La situation militaire des Palestiniens sur le terrain interdisait toute négociation de « paix » victorieuse à Oslo. Compte tenu du rapport de force de la résistance vis-à-vis l’armée d’occupation de telles négociations, sous l’égide des États-Unis, véritable caïd responsable de cette confrontation, ne pouvaient être que des négociations de capitulation, ce qu’elles furent.
À Oslo, l’OLP s’engagea à faire ce que l’armée israélienne et le Mossad ne parvenaient pas à réaliser ; traquer les résistants dissimulés parmi la population palestinienne, les identifier, les arrêter, les emprisonner, les torturer puis les exécuter. Seuls les multiples services de sécurité dirigés par l’Autorité palestinienne fraîchement constituée, possédant une maîtrise suffisante du terrain et une connaissance approfondie de la population, pouvaient espérer écraser la résistance populaire, ce qu’ils n’ont pourtant pas réussi à faire.
À Oslo, contre l’engagement de décapiter la résistance, l’Autorité palestinienne obtint le privilège d’administrer sous protectorat israélien la « zone d’occupation A », environ 18 % de la Palestine mandataire (six villes arabes ainsi que Gaza) et la promesse que d’autres négociations inégales lui apporteraient plus tard l’État palestinien dont rêvait Arafat (7). En 2001, huit ans après la capitulation d’Oslo, Ariel Sharon prit le pouvoir en Israël. Il considérait que l’état hébreu avait trop cédé aux Palestiniens et qu’il y avait encore moyen de leur arracher d’autres territoires. Yasser Arafat était aux abois, la résistance se réorganisait en dehors de l’OLP, la population palestinienne était mécontente des résultats d’Oslo. Ariel Sharon, contre l’avis de ses maîtres américains lança une grande offensive, détruisit le port de Gaza, l’aéroport de Gaza ainsi que les infrastructures érigées et payées par l’Union européenne en faveur de l’Autorité sans autorité. Les négociations subséquentes n’eurent jamais lieu et l’état dont rêvait Arafat ne survint jamais.

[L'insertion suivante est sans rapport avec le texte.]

//! Provider registry for runtime provider lookup and swapping.
//!
//! ```rust
//! use tprovider::ProviderRegistry;
//!
//! let registry = ProviderRegistry::new();
//! assert!(registry.is_empty());
//! assert_eq!(registry.len(), 0);
//! ```

use std::sync::Arc;

use tcommon::Registry;

use crate::{ModelProvider, ProviderId};

#[derive(Default)]
pub struct ProviderRegistry {
    providers: Registry<ProviderId, Arc<dyn ModelProvider>>,
}

impl ProviderRegistry {
    pub fn new() -> Self {
        Self::default()
    }

    /// Registers under the provider's own id, replacing any previous entry.
    pub fn register<P>(&mut self, provider: P) -> Option<Arc<dyn ModelProvider>>
    where
        P: ModelProvider + 'static,
    {
        self.register_shared(Arc::new(provider))
    }

    pub fn register_shared(
        &mut self,
        provider: Arc<dyn ModelProvider>,
    ) -> Option<Arc<dyn ModelProvider>> {
        self.providers.insert(provider.id(), provider)
    }

    pub fn get(&self, provider_id: ProviderId) -> Option<Arc<dyn ModelProvider>> {
        self.providers.get(&provider_id).cloned()
    }

    pub fn remove(&mut self, provider_id: ProviderId) -> Option<Arc<dyn ModelProvider>> {
        self.providers.remove(&provider_id)
    }

    pub fn contains(&self, provider_id: ProviderId) -> bool {
        self.providers.contains_key(&provider_id)
    }

    pub fn ids(&self) -> Vec<ProviderId> {
        let mut ids = self.providers.keys().copied().collect::<Vec<_>>();
        ids.sort_by_key(|id| id.as_str());
        ids
    }

    pub fn len(&self) -> usize {
        self.providers.len()
    }

    pub fn is_empty(&self) -> bool {
        self.providers.is_empty()
    }
}
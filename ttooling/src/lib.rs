//! Capability layer for registering and executing tools.
//!
//! Tools are looked up by name in an explicit [`ToolRegistry`]; typed tools
//! get their JSON arguments deserialized before the handler runs.

mod args;
mod error;
mod hooks;
mod registry;
mod runtime;
mod tool;
mod types;

pub mod prelude {
    pub use crate::{
        DefaultToolRuntime, FunctionTool, NoopToolRuntimeHooks, Tool, ToolCall, ToolDefinition,
        ToolError, ToolErrorKind, ToolExecutionContext, ToolExecutionResult, ToolFuture,
        ToolRegistry, ToolRuntime, ToolRuntimeHooks,
    };
}

pub use args::{parse_json_object, parse_json_value, parse_typed, required_string};
pub use error::{ToolError, ToolErrorKind};
pub use hooks::{NoopToolRuntimeHooks, ToolRuntimeHooks};
pub use registry::ToolRegistry;
pub use runtime::{DefaultToolRuntime, ToolRuntime};
pub use tool::{FunctionTool, Tool, ToolFuture};
pub use types::{ToolCall, ToolDefinition, ToolExecutionContext, ToolExecutionResult};
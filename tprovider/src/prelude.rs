//! Common `tprovider` imports for downstream crates.

pub use crate::{
    BatchDispatcher, BatchError, BatchFailure, BatchReport, ChatMessage, ChatModel,
    ChatModelBuilder, ChatRequest, ChatResponse, FinishReason, ModelProvider, NoopOperationHooks,
    ProviderClient, ProviderConfig, ProviderError, ProviderErrorKind, ProviderId,
    ProviderOperationHooks, ProviderRegistry, ProviderReply, Role, TokenUsage,
};
pub use tcommon::{BoxFuture, CallContext, GenerationOptions, MetadataMap};
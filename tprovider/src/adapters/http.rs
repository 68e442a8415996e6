//! reqwest plumbing shared by the HTTP adapters.

use reqwest::Response;
use serde::de::DeserializeOwned;
use serde_json::Value;

use crate::ProviderError;

pub(crate) fn endpoint(base_url: &str, path: &str) -> String {
    format!(
        "{}/{}",
        base_url.trim_end_matches('/'),
        path.trim_start_matches('/')
    )
}

pub(crate) fn map_send_error(err: reqwest::Error) -> ProviderError {
    if err.is_timeout() {
        ProviderError::timeout(err.to_string())
    } else {
        ProviderError::transport(err.to_string())
    }
}

/// Decodes a success body, or turns a non-success status into a
/// `BackendStatus` error that keeps the raw body.
pub(crate) async fn read_json<T>(response: Response) -> Result<T, ProviderError>
where
    T: DeserializeOwned,
{
    let status = response.status();
    if !status.is_success() {
        let body = response.text().await.unwrap_or_default();
        let mut error = ProviderError::backend_status(status.as_u16(), body.clone());
        if let Some(detail) = extract_error_message(&body) {
            error.message = format!("{}: {detail}", error.message);
        }
        return Err(error);
    }

    response
        .json::<T>()
        .await
        .map_err(|err| ProviderError::transport(format!("failed to decode response: {err}")))
}

/// Understands both `{"error": "..."}` and `{"error": {"message": "..."}}`.
pub(crate) fn extract_error_message(body: &str) -> Option<String> {
    let parsed = serde_json::from_str::<Value>(body).ok()?;
    match parsed.get("error")? {
        Value::String(message) => Some(message.clone()),
        Value::Object(object) => object
            .get("message")
            .and_then(Value::as_str)
            .map(str::to_string),
        _ => None,
    }
}

#[cfg(test)]
mod tests {
    use super::*;

    #[test]
    fn endpoint_joins_without_duplicate_slashes() {
        assert_eq!(
            endpoint("http://localhost:11434/", "/api/chat"),
            "http://localhost:11434/api/chat"
        );
        assert_eq!(
            endpoint("https://api.deepseek.com", "chat/completions"),
            "https://api.deepseek.com/chat/completions"
        );
    }

    #[test]
    fn error_message_is_extracted_from_both_shapes() {
        assert_eq!(
            extract_error_message(r#"{"error":"model 'x' not found"}"#).as_deref(),
            Some("model 'x' not found")
        );
        assert_eq!(
            extract_error_message(r#"{"error":{"message":"Authentication Fails","type":"auth"}}"#)
                .as_deref(),
            Some("Authentication Fails")
        );
        assert_eq!(extract_error_message("<html>bad gateway</html>"), None);
    }
}
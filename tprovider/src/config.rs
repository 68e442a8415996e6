//! Value-typed provider configuration.
//!
//! A [`ProviderConfig`] is built in code, deserialized from whatever config
//! format the application uses, or read from the environment:
//!
//! | variable                        | meaning                               |
//! |---------------------------------|---------------------------------------|
//! | `TINYCHAIN_PROVIDER`            | `ollama` or `deepseek` (`from_env`)   |
//! | `TINYCHAIN_<PROVIDER>_ENDPOINT` | base URL override                     |
//! | `TINYCHAIN_<PROVIDER>_MODEL`    | default model override                |
//! | `OLLAMA_HOST`                   | Ollama base URL when no override set  |
//! | `DEEPSEEK_API_KEY`              | DeepSeek bearer token                 |
//!
//! ```rust
//! use std::time::Duration;
//!
//! use tprovider::{ProviderConfig, ProviderErrorKind, ProviderId};
//!
//! let config = ProviderConfig::ollama()
//!     .with_model("llama3")
//!     .with_timeout(Duration::from_secs(10));
//! assert!(config.validate().is_ok());
//! assert_eq!(config.resolved_endpoint(), "http://localhost:11434");
//!
//! let missing_key = ProviderConfig::new(ProviderId::DeepSeek);
//! assert_eq!(
//!     missing_key.validate().map_err(|e| e.kind),
//!     Err(ProviderErrorKind::Config)
//! );
//! ```

use std::time::Duration;

use serde::{Deserialize, Deserializer};
use tcommon::GenerationOptions;

use crate::{ProviderError, ProviderId, SecretString};

pub const OLLAMA_DEFAULT_ENDPOINT: &str = "http://localhost:11434";
pub const OLLAMA_DEFAULT_MODEL: &str = "qwen3:8b";
pub const DEEPSEEK_DEFAULT_ENDPOINT: &str = "https://api.deepseek.com";
pub const DEEPSEEK_DEFAULT_MODEL: &str = "deepseek-chat";

#[derive(Debug, Clone, PartialEq, Deserialize)]
pub struct ProviderConfig {
    pub provider: ProviderId,
    #[serde(default)]
    pub endpoint: Option<String>,
    #[serde(default)]
    pub api_key: Option<SecretString>,
    #[serde(default, alias = "model")]
    pub default_model: Option<String>,
    #[serde(default, rename = "timeout_secs", deserialize_with = "deserialize_secs")]
    pub timeout: Option<Duration>,
    #[serde(default)]
    pub temperature: Option<f32>,
    #[serde(default)]
    pub max_tokens: Option<u32>,
    #[serde(default)]
    pub max_concurrency: Option<usize>,
}

impl ProviderConfig {
    pub fn new(provider: ProviderId) -> Self {
        Self {
            provider,
            endpoint: None,
            api_key: None,
            default_model: None,
            timeout: None,
            temperature: None,
            max_tokens: None,
            max_concurrency: None,
        }
    }

    pub fn ollama() -> Self {
        Self::new(ProviderId::Ollama)
    }

    pub fn deepseek(api_key: impl Into<String>) -> Self {
        Self::new(ProviderId::DeepSeek).with_api_key(api_key)
    }

    pub fn with_endpoint(mut self, endpoint: impl Into<String>) -> Self {
        self.endpoint = Some(endpoint.into());
        self
    }

    pub fn with_api_key(mut self, api_key: impl Into<String>) -> Self {
        self.api_key = Some(SecretString::new(api_key));
        self
    }

    pub fn with_model(mut self, model: impl Into<String>) -> Self {
        self.default_model = Some(model.into());
        self
    }

    pub fn with_timeout(mut self, timeout: Duration) -> Self {
        self.timeout = Some(timeout);
        self
    }

    pub fn with_temperature(mut self, temperature: f32) -> Self {
        self.temperature = Some(temperature);
        self
    }

    pub fn with_max_tokens(mut self, max_tokens: u32) -> Self {
        self.max_tokens = Some(max_tokens);
        self
    }

    pub fn with_max_concurrency(mut self, limit: usize) -> Self {
        self.max_concurrency = Some(limit);
        self
    }

    /// Reads the provider from `TINYCHAIN_PROVIDER` and the rest from the
    /// provider-specific variables.
    pub fn from_env() -> Result<Self, ProviderError> {
        Self::from_env_with(|key| std::env::var(key).ok())
    }

    pub fn from_env_for(provider: ProviderId) -> Self {
        Self::from_env_for_with(provider, |key| std::env::var(key).ok())
    }

    pub fn from_env_with<F>(lookup: F) -> Result<Self, ProviderError>
    where
        F: Fn(&str) -> Option<String>,
    {
        let provider = lookup("TINYCHAIN_PROVIDER")
            .filter(|value| !value.trim().is_empty())
            .ok_or_else(|| ProviderError::config("TINYCHAIN_PROVIDER is not set"))?
            .parse::<ProviderId>()?;

        Ok(Self::from_env_for_with(provider, lookup))
    }

    pub fn from_env_for_with<F>(provider: ProviderId, lookup: F) -> Self
    where
        F: Fn(&str) -> Option<String>,
    {
        let read = |key: &str| lookup(key).filter(|value| !value.trim().is_empty());
        let prefix = format!("TINYCHAIN_{}", provider.as_str().to_ascii_uppercase());

        let mut config = Self::new(provider);
        config.endpoint = read(&format!("{prefix}_ENDPOINT"));
        config.default_model = read(&format!("{prefix}_MODEL"));

        match provider {
            ProviderId::Ollama => {
                if config.endpoint.is_none() {
                    config.endpoint = read("OLLAMA_HOST").map(normalize_host);
                }
            }
            ProviderId::DeepSeek => {
                config.api_key = read("DEEPSEEK_API_KEY").map(SecretString::new);
            }
        }

        config
    }

    pub fn resolved_endpoint(&self) -> &str {
        match self.endpoint.as_deref() {
            Some(endpoint) => endpoint,
            None => match self.provider {
                ProviderId::Ollama => OLLAMA_DEFAULT_ENDPOINT,
                ProviderId::DeepSeek => DEEPSEEK_DEFAULT_ENDPOINT,
            },
        }
    }

    pub fn resolved_model(&self) -> &str {
        match self.default_model.as_deref() {
            Some(model) => model,
            None => match self.provider {
                ProviderId::Ollama => OLLAMA_DEFAULT_MODEL,
                ProviderId::DeepSeek => DEEPSEEK_DEFAULT_MODEL,
            },
        }
    }

    pub fn options(&self) -> GenerationOptions {
        GenerationOptions {
            temperature: self.temperature,
            max_tokens: self.max_tokens,
        }
    }

    pub fn validate(&self) -> Result<(), ProviderError> {
        let endpoint = self.resolved_endpoint();
        if !(endpoint.starts_with("http://") || endpoint.starts_with("https://")) {
            return Err(ProviderError::config(format!(
                "{} endpoint must be an http(s) URL, got '{endpoint}'",
                self.provider
            )));
        }

        if self.resolved_model().trim().is_empty() {
            return Err(ProviderError::config(format!(
                "{} model must not be empty",
                self.provider
            )));
        }

        if self.provider == ProviderId::DeepSeek
            && self.api_key.as_ref().is_none_or(SecretString::is_empty)
        {
            return Err(ProviderError::config(
                "deepseek requires an API key (set DEEPSEEK_API_KEY)",
            ));
        }

        if self.timeout.is_some_and(|timeout| timeout.is_zero()) {
            return Err(ProviderError::config("timeout must be greater than zero"));
        }

        Ok(())
    }
}

/// `OLLAMA_HOST` is commonly set without a scheme.
fn normalize_host(host: String) -> String {
    if host.starts_with("http://") || host.starts_with("https://") {
        host
    } else {
        format!("http://{host}")
    }
}

fn deserialize_secs<'de, D>(deserializer: D) -> Result<Option<Duration>, D::Error>
where
    D: Deserializer<'de>,
{
    Ok(Option::<u64>::deserialize(deserializer)?.map(Duration::from_secs))
}
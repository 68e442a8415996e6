//! Chain-level errors carrying the failing stage and its input.

use std::error::Error;
use std::fmt::{Display, Formatter};

use tcommon::Interruption;
use tprovider::{ProviderError, ProviderErrorKind};
use ttooling::{ToolError, ToolErrorKind};

#[derive(Debug, Clone, Copy, PartialEq, Eq)]
pub enum ChainErrorKind {
    /// Template input could not be parsed or formatted.
    TemplateParse,
    Provider,
    /// A model answer could not be turned into the expected output.
    Parse,
    Tool,
    Cancelled,
    Timeout,
}

#[derive(Debug, Clone, PartialEq, Eq)]
pub struct ChainError {
    pub kind: ChainErrorKind,
    pub message: String,
    pub stage_index: Option<usize>,
    pub stage_name: Option<String>,
    /// Value threaded through the chain as it was before the failing stage.
    pub context: Option<String>,
    pub provider_error: Option<ProviderError>,
    pub tool_error: Option<ToolError>,
}

impl ChainError {
    pub fn new(kind: ChainErrorKind, message: impl Into<String>) -> Self {
        Self {
            kind,
            message: message.into(),
            stage_index: None,
            stage_name: None,
            context: None,
            provider_error: None,
            tool_error: None,
        }
    }

    pub fn template_parse(message: impl Into<String>) -> Self {
        Self::new(ChainErrorKind::TemplateParse, message)
    }

    pub fn parse(message: impl Into<String>) -> Self {
        Self::new(ChainErrorKind::Parse, message)
    }

    pub fn cancelled(message: impl Into<String>) -> Self {
        Self::new(ChainErrorKind::Cancelled, message)
    }

    pub fn timeout(message: impl Into<String>) -> Self {
        Self::new(ChainErrorKind::Timeout, message)
    }

    pub(crate) fn at_stage(
        mut self,
        index: usize,
        name: impl Into<String>,
        context: impl Into<String>,
    ) -> Self {
        self.stage_index = Some(index);
        self.stage_name = Some(name.into());
        self.context = Some(context.into());
        self
    }
}

impl Display for ChainError {
    fn fmt(&self, f: &mut Formatter<'_>) -> std::fmt::Result {
        match (self.stage_index, self.stage_name.as_deref()) {
            (Some(index), Some(name)) => write!(
                f,
                "{:?} [stage={index}:{name}]: {}",
                self.kind, self.message
            ),
            _ => write!(f, "{:?}: {}", self.kind, self.message),
        }
    }
}

impl Error for ChainError {}

impl From<ProviderError> for ChainError {
    fn from(value: ProviderError) -> Self {
        let kind = match value.kind {
            ProviderErrorKind::Cancelled => ChainErrorKind::Cancelled,
            ProviderErrorKind::Timeout => ChainErrorKind::Timeout,
            _ => ChainErrorKind::Provider,
        };
        let mut error = ChainError::new(kind, value.to_string());
        error.provider_error = Some(value);
        error
    }
}

impl From<ToolError> for ChainError {
    fn from(value: ToolError) -> Self {
        let kind = match value.kind {
            ToolErrorKind::Cancelled => ChainErrorKind::Cancelled,
            ToolErrorKind::Timeout => ChainErrorKind::Timeout,
            _ => ChainErrorKind::Tool,
        };
        let mut error = ChainError::new(kind, value.to_string());
        error.tool_error = Some(value);
        error
    }
}

impl From<Interruption> for ChainError {
    fn from(value: Interruption) -> Self {
        match value {
            Interruption::Cancelled => ChainError::cancelled(value.to_string()),
            Interruption::DeadlineElapsed => ChainError::timeout(value.to_string()),
        }
    }
}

Le peuple palestinien en est là aujourd’hui alors que les Américains souhaitent relancer le processus de négociation – capitulation – directe entre l’Autorité et l’état sioniste d’occupation.
Depuis Oslo
Qu’est-ce qui a changé depuis Oslo ? Depuis les accords d’Oslo, la résistance s’est réorganisée en dehors de l’Autorité, sous l’égide du Hamas et d’une dizaine d’organisations patriotiques, loin des yeux et des oreilles des collaborateurs. La résistance palestinienne refuse de reconnaître les soi-disant « accords » frauduleux signés par la direction de l’OLP sans référendum de l’ensemble du peuple palestinien. L’Autorité palestinienne, structure de gestion administrative de quelques villes palestiniennes emmurées, est tombée en 2006 sous la gouverne du Hamas et de la résistance lors d’élection démocratique imprévisible que l’occupant sioniste et quelques pays occidentaux s’empressèrent de répudier. Depuis lors, l’occupation s’est intensifiée, les checkpoints se sont multipliés, le nombre de prisonniers palestiniens s’est accru, les deux murs entourant les camps de concentration ont été renforcés autour de la Cisjordanie et autour de Gaza sous blocus. Le nettoyage ethnique et l’expulsion des Arabes de Jérusalem s’accélèrent. La colonisation ne connaît pas de répit et quoiqu’en disent Netanyahu et Liberman il n’y a jamais eu de moratoire sur la colonisation ni sur la construction de logements.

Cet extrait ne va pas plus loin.